Changing stroke rehab and research worldwide now.Time is Brain!Just think of all the trillions and trillions of neurons that DIE each day because there are NO effective hyperacute therapies besides tPA(only 12% effective). I have 493 posts on hyperacute therapy, enough for researchers to spend decades proving them out. These are my personal ideas and blog on stroke rehabilitation and stroke research. Do not attempt any of these without checking with your medical provider. Unless you join me in agitating, when you need these therapies they won't be there.

What this blog is for:

Shortly after getting out of the hospital and getting NO information on the process or protocols of stroke rehabilitation and recovery I started searching on the internet and found that no other survivor received useful information.

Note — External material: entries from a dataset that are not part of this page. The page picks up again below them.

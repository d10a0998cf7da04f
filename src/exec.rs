//! Subprocess invocation with a per-call timeout and an accepted
//! exit-code set. Every external `git`/`diff` call goes through here.

use std::io::{self, Read};
use std::path::Path;
use std::process::{Child, Command, ExitStatus, Stdio};
use std::thread::{self, JoinHandle};
use std::time::{Duration, Instant};

use tracing::{debug, warn};

use crate::error::{Error, Result};

const POLL_INTERVAL: Duration = Duration::from_millis(5);

/// Captured result of a finished process.
#[derive(Debug)]
pub struct ExecOutput {
    pub code: i32,
    pub stdout: String,
    pub stderr: String,
}

/// Run `program args...` inside `dir`.
///
/// `timeout_secs == 0` waits forever. The call fails with [`Error::Vcs`]
/// when the exit code is not in `allowed_codes` (or the process died from
/// a signal), and with [`Error::Timeout`] after killing a process that
/// exceeded its budget.
pub fn run(
    dir: &Path,
    program: &str,
    args: &[String],
    timeout_secs: u64,
    allowed_codes: &[i32],
) -> Result<ExecOutput> {
    debug!(program, ?args, dir = %dir.display(), "exec");

    let mut child = Command::new(program)
        .args(args)
        .current_dir(dir)
        .stdin(Stdio::null())
        .stdout(Stdio::piped())
        .stderr(Stdio::piped())
        .spawn()
        .map_err(|e| match e.kind() {
            io::ErrorKind::NotFound => {
                Error::Prerequisite(format!("'{program}' executable not found in PATH"))
            }
            _ => Error::Io(e),
        })?;

    // Drain both pipes concurrently so a chatty child never blocks on a full pipe.
    let stdout = drain(child.stdout.take());
    let stderr = drain(child.stderr.take());

    let status = match wait(&mut child, timeout_secs)? {
        Some(status) => status,
        None => {
            let _ = child.kill();
            let _ = child.wait();
            warn!(program, ?args, timeout_secs, "process timed out");
            return Err(Error::Timeout {
                args: args.to_vec(),
                secs: timeout_secs,
            });
        }
    };

    let stdout = join(stdout)?;
    let stderr = join(stderr)?;

    match status.code() {
        Some(code) if allowed_codes.contains(&code) => Ok(ExecOutput {
            code,
            stdout,
            stderr,
        }),
        code => Err(Error::Vcs {
            args: args.to_vec(),
            code,
            stderr: stderr.trim().to_string(),
        }),
    }
}

/// Wait for the child; `None` means the deadline passed first.
fn wait(child: &mut Child, timeout_secs: u64) -> Result<Option<ExitStatus>> {
    if timeout_secs == 0 {
        return Ok(Some(child.wait()?));
    }
    let deadline = Instant::now() + Duration::from_secs(timeout_secs);
    loop {
        if let Some(status) = child.try_wait()? {
            return Ok(Some(status));
        }
        if Instant::now() >= deadline {
            return Ok(None);
        }
        thread::sleep(POLL_INTERVAL);
    }
}

fn drain<R: Read + Send + 'static>(pipe: Option<R>) -> JoinHandle<io::Result<Vec<u8>>> {
    thread::spawn(move || {
        let mut buf = Vec::new();
        if let Some(mut pipe) = pipe {
            pipe.read_to_end(&mut buf)?;
        }
        Ok(buf)
    })
}

fn join(handle: JoinHandle<io::Result<Vec<u8>>>) -> Result<String> {
    let bytes = handle
        .join()
        .map_err(|_| Error::TaskFailure("pipe reader thread panicked".to_string()))??;
    Ok(String::from_utf8_lossy(&bytes).into_owned())
}

#[cfg(test)]
#[path = "exec_test.rs"]
mod tests;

This is an attempt to cover all stroke rehabilitation information that should be readily available to survivors so they can talk with informed knowledge to their medical staff. It lays out what needs to be done to get stroke survivors closer to 100% recovery. It's quite disgusting that this information is not available from every stroke association and doctors group.
My back ground story is here:http://oc1dean.blogspot.com/2010/11/my-background-story_8.html

Monday, October 1, 2018

Interventions involving repetitive practice improve strength after stroke: a systematic review

Useless crapola. We need protocols telling us EXACTLY what needs to be done. Not this guideline shit.
https://www.journalofphysiotherapy.com/article/S1836-9553(18)30115-2/fulltext
Open Access
Open access funded by Australian Physiotherapy Association

Abstract

Questions

Do interventions involving repetitive practice improve strength after stroke? Are any improvements in strength accompanied by improvements in activity?

Design

Systematic review of randomised trials with meta-analysis.

Participants

Adults who have had a stroke.

Intervention

Any intervention involving repetitive practice compared with no intervention or a sham intervention.

Outcome measures

The primary outcome was voluntary strength in muscles trained as part of the intervention. The secondary outcomes were measures of lower limb and upper limb activity.

Results

Fifty-two studies were included. The overall SMD of repetitive practice on strength was examined by pooling post-intervention scores from 46 studies involving 1928 participants. The SMD of repetitive practice on strength when the upper and lower limb studies were combined was 0.25 (95% CI 0.16 to 0.34, I2 = 44%) in favour of repetitive practice. Twenty-four studies with a total of 912 participants investigated the effects of repetitive practice on upper limb activity after stroke. The SMD was 0.15 (95% CI 0.02 to 0.29, I2 = 50%) in favour of repetitive practice on upper limb activity. Twenty studies with a total of 952 participants investigated the effects of repetitive practice on lower limb activity after stroke. The SMD was 0.25 (95% CI 0.12 to 0.38, I2 = 36%) in favour of repetitive practice on lower limb activity.

Conclusion

Interventions involving repetitive practice improve strength after stroke, and these improvements are accompanied by improvements in activity.

Review registration

PROSPERO CRD42017068658. [de Sousa DG, Harvey LA, Dorsch S, Glinsky JV (2018) Interventions involving repetitive practice improve strength after stroke: a systematic review. Journal of Physiotherapy 64: 210–221]

More at link.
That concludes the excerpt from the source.